The questions that may come across in such clinical practices would include: “What are the other treatment options? What matters to you? What are your hopes for the future and priorities for your health?” Once the notion of supremacy of the doctor is challenged, a shared decision making will become a regular clinical practice.
The need of the hour is to value every individual as an entity while proposing a treatment or intervention and not treating population as sheep herds.
The study has explained this phenomenon with an apt example. It suggests that if the health of individual patients is given priority, it will inevitably aggregate to a healthier population. For instance, a folic acid supplement is prescribed to a sample population to fight off congenital defects but soon after this, a larger population starts to exhibit side effects of the treatment. Consequently, the use of folic acid supplement is stopped but it is found out that maybe one individual in the population was benefitting from the treatment and now their right to treatment is taken away just because the majority didn’t require the treatment. This should not happen with the interventions giving prior importance to every individual.

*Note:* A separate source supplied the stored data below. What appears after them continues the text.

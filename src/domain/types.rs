//! Shared types for scan events

use chrono::{DateTime, NaiveDateTime};
use serde::{Deserialize, Deserializer, Serialize, Serializer};

/// Timestamp layout used for egress and accepted on ingest
pub const TIMESTAMP_FORMAT: &str = "%Y-%m-%d %H:%M:%S";

/// Accepted ingest layouts, tried in order
const INGEST_FORMATS: [&str; 4] =
    ["%Y-%m-%d %H:%M:%S%.f", "%Y-%m-%dT%H:%M:%S%.f", "%Y-%m-%d %H:%M", "%Y-%m-%dT%H:%M"];

/// Newtype wrapper for camera (waypoint) IDs to provide type safety
///
/// Camera IDs arrive as strings or integers depending on the export; both are
/// stored in their textual form so that operator-typed canonical routes and
/// scan logs compare equal.
#[derive(Debug, Clone, PartialEq, Eq, Hash, PartialOrd, Ord, Serialize)]
#[serde(transparent)]
pub struct CameraId(pub String);

impl CameraId {
    pub fn new(id: impl Into<String>) -> Self {
        Self(id.into())
    }

    pub fn as_str(&self) -> &str {
        &self.0
    }
}

impl std::fmt::Display for CameraId {
    fn fmt(&self, f: &mut std::fmt::Formatter<'_>) -> std::fmt::Result {
        write!(f, "{}", self.0)
    }
}

impl From<&str> for CameraId {
    fn from(id: &str) -> Self {
        Self(id.to_string())
    }
}

impl<'de> Deserialize<'de> for CameraId {
    fn deserialize<D>(deserializer: D) -> Result<Self, D::Error>
    where
        D: Deserializer<'de>,
    {
        use serde::de::{self, Visitor};

        struct CameraIdVisitor;

        impl<'de> Visitor<'de> for CameraIdVisitor {
            type Value = CameraId;

            fn expecting(&self, formatter: &mut std::fmt::Formatter) -> std::fmt::Result {
                formatter.write_str("a string or integer camera id")
            }

            fn visit_str<E>(self, value: &str) -> Result<CameraId, E>
            where
                E: de::Error,
            {
                Ok(CameraId(value.trim().to_string()))
            }

            fn visit_u64<E>(self, value: u64) -> Result<CameraId, E>
            where
                E: de::Error,
            {
                Ok(CameraId(value.to_string()))
            }

            fn visit_i64<E>(self, value: i64) -> Result<CameraId, E>
            where
                E: de::Error,
            {
                Ok(CameraId(value.to_string()))
            }

            // Spreadsheet exports write integer ids as `12.0`
            fn visit_f64<E>(self, value: f64) -> Result<CameraId, E>
            where
                E: de::Error,
            {
                if value.is_finite() && value.fract() == 0.0 {
                    Ok(CameraId(format!("{}", value as i64)))
                } else {
                    Err(E::custom(format!("camera id is not a whole number: {}", value)))
                }
            }
        }

        deserializer.deserialize_any(CameraIdVisitor)
    }
}

/// A single camera detection of a plate
#[derive(Debug, Clone, PartialEq, Deserialize)]
pub struct ScanEvent {
    #[serde(alias = "num_plate")]
    pub plate: String,
    #[serde(alias = "camera_ID", alias = "camera_id")]
    pub camera: CameraId,
    #[serde(alias = "date", deserialize_with = "deserialize_timestamp")]
    pub timestamp: NaiveDateTime,
    #[serde(default, deserialize_with = "deserialize_direction")]
    pub direction: String,
}

impl ScanEvent {
    pub fn new(
        plate: &str,
        camera: impl Into<String>,
        timestamp: NaiveDateTime,
        direction: &str,
    ) -> Self {
        Self {
            plate: plate.to_string(),
            camera: CameraId(camera.into()),
            timestamp,
            direction: direction.to_string(),
        }
    }

    /// Copy of this event with a different plate
    pub fn with_plate(&self, plate: &str) -> Self {
        Self { plate: plate.to_string(), ..self.clone() }
    }
}

/// Parse a timestamp in any of the accepted ingest layouts
pub fn parse_timestamp(value: &str) -> Option<NaiveDateTime> {
    let value = value.trim();
    INGEST_FORMATS.iter().find_map(|fmt| NaiveDateTime::parse_from_str(value, fmt).ok())
}

/// Minutes elapsed from `earlier` to `later` (negative if out of order)
#[inline]
pub fn minutes_between(earlier: NaiveDateTime, later: NaiveDateTime) -> f64 {
    (later - earlier).num_milliseconds() as f64 / 60_000.0
}

fn deserialize_timestamp<'de, D>(deserializer: D) -> Result<NaiveDateTime, D::Error>
where
    D: Deserializer<'de>,
{
    use serde::de::{self, Visitor};

    struct TimestampVisitor;

    impl<'de> Visitor<'de> for TimestampVisitor {
        type Value = NaiveDateTime;

        fn expecting(&self, formatter: &mut std::fmt::Formatter) -> std::fmt::Result {
            formatter.write_str("a datetime string or epoch seconds")
        }

        fn visit_str<E>(self, value: &str) -> Result<NaiveDateTime, E>
        where
            E: de::Error,
        {
            parse_timestamp(value)
                .ok_or_else(|| E::custom(format!("unrecognised timestamp '{}'", value)))
        }

        fn visit_i64<E>(self, value: i64) -> Result<NaiveDateTime, E>
        where
            E: de::Error,
        {
            DateTime::from_timestamp(value, 0)
                .map(|dt| dt.naive_utc())
                .ok_or_else(|| E::custom(format!("epoch seconds out of range: {}", value)))
        }

        fn visit_u64<E>(self, value: u64) -> Result<NaiveDateTime, E>
        where
            E: de::Error,
        {
            let secs = i64::try_from(value)
                .map_err(|_| E::custom(format!("epoch seconds out of range: {}", value)))?;
            self.visit_i64(secs)
        }

        fn visit_f64<E>(self, value: f64) -> Result<NaiveDateTime, E>
        where
            E: de::Error,
        {
            let micros = (value * 1_000_000.0).round();
            if !micros.is_finite() || micros.abs() >= i64::MAX as f64 {
                return Err(E::custom(format!("epoch seconds out of range: {}", value)));
            }
            DateTime::from_timestamp_micros(micros as i64)
                .map(|dt| dt.naive_utc())
                .ok_or_else(|| E::custom(format!("epoch seconds out of range: {}", value)))
        }
    }

    deserializer.deserialize_any(TimestampVisitor)
}

/// Missing and null directions both become the empty string
fn deserialize_direction<'de, D>(deserializer: D) -> Result<String, D::Error>
where
    D: Deserializer<'de>,
{
    Ok(Option::<String>::deserialize(deserializer)?.unwrap_or_default())
}

/// Serialize a timestamp in the egress layout
pub fn serialize_timestamp<S>(ts: &NaiveDateTime, serializer: S) -> Result<S::Ok, S::Error>
where
    S: Serializer,
{
    serializer.serialize_str(&ts.format(TIMESTAMP_FORMAT).to_string())
}
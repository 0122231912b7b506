//! IO modules - external system interfaces
//!
//! This module contains all file IO operations:
//! - `scan_log` - Scan log ingestion (JSONL format)
//! - `egress` - Trip output to file (JSONL format)
//! - `trip_table` - Tabular trip export with bracketed list columns
//! - `graph` - Per-plate node/link JSON for visualization

pub mod egress;
pub mod graph;
pub mod scan_log;
pub mod trip_table;

// Re-export commonly used types
pub use egress::Egress;
pub use scan_log::{load_scans, ScanLog};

This paper also pointed out how the efforts of organizations are wasted in duplicating guidelines. Whereas if these efforts were channelized into presenting the information in a way that effectively delivers its recommendation to the laymen, the impact of these guidelines could be magnified manifold. The long process of facilitating patients with updated information, both formally and informally, should be a core priority.
In addition to this, doctors who think every case through a ‘one size fits all’ approach will have to change. Their consultation style needs to be reversed so that the patient is the focal point and all subsequent interventions and treatment decisions are made through a doctor-patient consent.
In this regard, the ‘pay for performance’ criterion also has to change, as it acts as an obstruction to adapting new styles. The conventional approach compels doctors to make their decision in compliance with the guidelines but not with the patient’s values and preferences.
Decision aids for individual patients, clearer guidelines and patient-centered consultations should be the prime areas to work on. Once these sectors are on the right track, evidence-based medicine will eventually incorporate tailor-made interventions into routine clinical practices, leading to value every patient alike.